Former administrative district in England

Tottenham (/ˈtɒtənəm/ TOT-ən-əm) was a local government district in north east Middlesex from 1850 to 1965. It was part of the London postal district and Metropolitan Police District.

==History==
In 1850 a local board of health was established for the civil parish of Tottenham and in 1875 the local board became an urban sanitary authority, without change of name. The ancient parish had included Wood Green and in 1888 the district was divided, with Wood Green gaining its own local board.

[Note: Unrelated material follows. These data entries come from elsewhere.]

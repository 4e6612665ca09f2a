//! Trend Fetcher — 12-month "interest over time" series for a keyword.
//!
//! Uses the provider's structured mode with a strict value schema, then
//! re-validates locally anyway: the series must be exactly twelve points,
//! each with a month label and a score in [0, 100]. Any malformed entry
//! invalidates the whole series — no partial data. Trend is a decorative
//! feature, so every failure is swallowed to `None` and never surfaced.

pub mod debounce;
pub mod handlers;

use serde_json::{json, Value};
use tracing::warn;

use crate::gemini::JobDataProvider;
use crate::models::trend::TrendDataPoint;
use crate::search::parser::extract_json_payload;
use crate::search::prompts::build_trend_prompt;

/// A well-formed series covers exactly the trailing twelve months.
pub const TREND_MONTHS: usize = 12;

/// Value schema sent with the structured-mode request. The provider claims
/// to enforce it; `parse_trend_series` does not rely on that claim.
fn trend_schema() -> Value {
    json!({
        "type": "ARRAY",
        "items": {
            "type": "OBJECT",
            "properties": {
                "month": {
                    "type": "STRING",
                    "description": "The abbreviated month name (e.g., \"Jan\", \"Feb\")."
                },
                "score": {
                    "type": "NUMBER",
                    "description": "A fictional popularity score from 0 to 100."
                }
            },
            "required": ["month", "score"]
        }
    })
}

/// Fetches the trend series for a keyword. An empty keyword short-circuits
/// to `None` without a provider call.
pub async fn fetch_trend(keyword: &str, provider: &dyn JobDataProvider) -> Option<Vec<TrendDataPoint>> {
    let keyword = keyword.trim();
    if keyword.is_empty() {
        return None;
    }

    let prompt = build_trend_prompt(keyword);
    let raw = match provider.structured_json(&prompt, &trend_schema()).await {
        Ok(raw) => raw,
        Err(e) => {
            warn!("trend fetch failed for {keyword:?}: {e}");
            return None;
        }
    };

    parse_trend_series(&raw)
}

/// Validates the raw series text. Returns `None` for anything other than a
/// complete, in-range twelve-point series.
pub fn parse_trend_series(raw: &str) -> Option<Vec<TrendDataPoint>> {
    let trimmed = raw.trim();
    if trimmed.is_empty() {
        warn!("provider returned empty response text for trend data");
        return None;
    }

    let points: Vec<TrendDataPoint> = match serde_json::from_str(extract_json_payload(trimmed)) {
        Ok(points) => points,
        Err(e) => {
            warn!("failed to parse trend series: {e}; raw text: {trimmed}");
            return None;
        }
    };

    if points.len() != TREND_MONTHS {
        warn!("trend series has {} points, expected {TREND_MONTHS}", points.len());
        return None;
    }
    if points
        .iter()
        .any(|p| p.month.trim().is_empty() || !(0.0..=100.0).contains(&p.score))
    {
        warn!("trend series contains a malformed point; discarding whole series");
        return None;
    }

    Some(points)
}
use anyhow::{Context, Result};

/// Application configuration loaded from environment variables.
/// Startup fails if required variables are missing.
#[derive(Debug, Clone)]
pub struct Config {
    pub gemini_api_key: String,
    pub port: u16,
    pub rust_log: String,
}

impl Config {
    pub fn from_env() -> Result<Self> {
        dotenvy::dotenv().ok(); // load .env if present; ignore if missing

        Ok(Config {
            gemini_api_key: require_env("GEMINI_API_KEY")?,
            port: std::env::var("PORT")
                .unwrap_or_else(|_| "8080".to_string())
                .parse::<u16>()
                .context("PORT must be a valid port number")?,
            rust_log: std::env::var("RUST_LOG").unwrap_or_else(|_| "info".to_string()),
        })
    }
}

fn require_env(key: &str) -> Result<String> {
    std::env::var(key).with_context(|| format!("Required environment variable '{key}' is not set"))
}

The sanitary district was reconstituted as an urban district in 1894 under the Local Government Act 1894 and Wood Green was removed from the parish. In 1934 the urban district was incorporated as a municipal borough. In 1965, the municipal borough was abolished and its former area transferred to Greater London under the London Government Act 1963 to be combined with that of other districts to form the present-day London Borough of Haringey.

==Coat of arms==
Tottenham was granted a coat of arms on 13 September 1934. The arms was: "Gules a saltire couped or on a chief indented of the last a helm sable between two billets azure each charged with an estoile of the second." The crest was: "Issuant from a mural crown or a demi-lion gules supporting a seax (sword) argent pomelled and hilted or". The supporters were: "On either side a lion reguardant gules gorged with a mural crown pendant therefrom by a chain or a roundel; the dexter ermine and the sinister or, charged with a maunch also gules. The motto was "Do well and doubt not".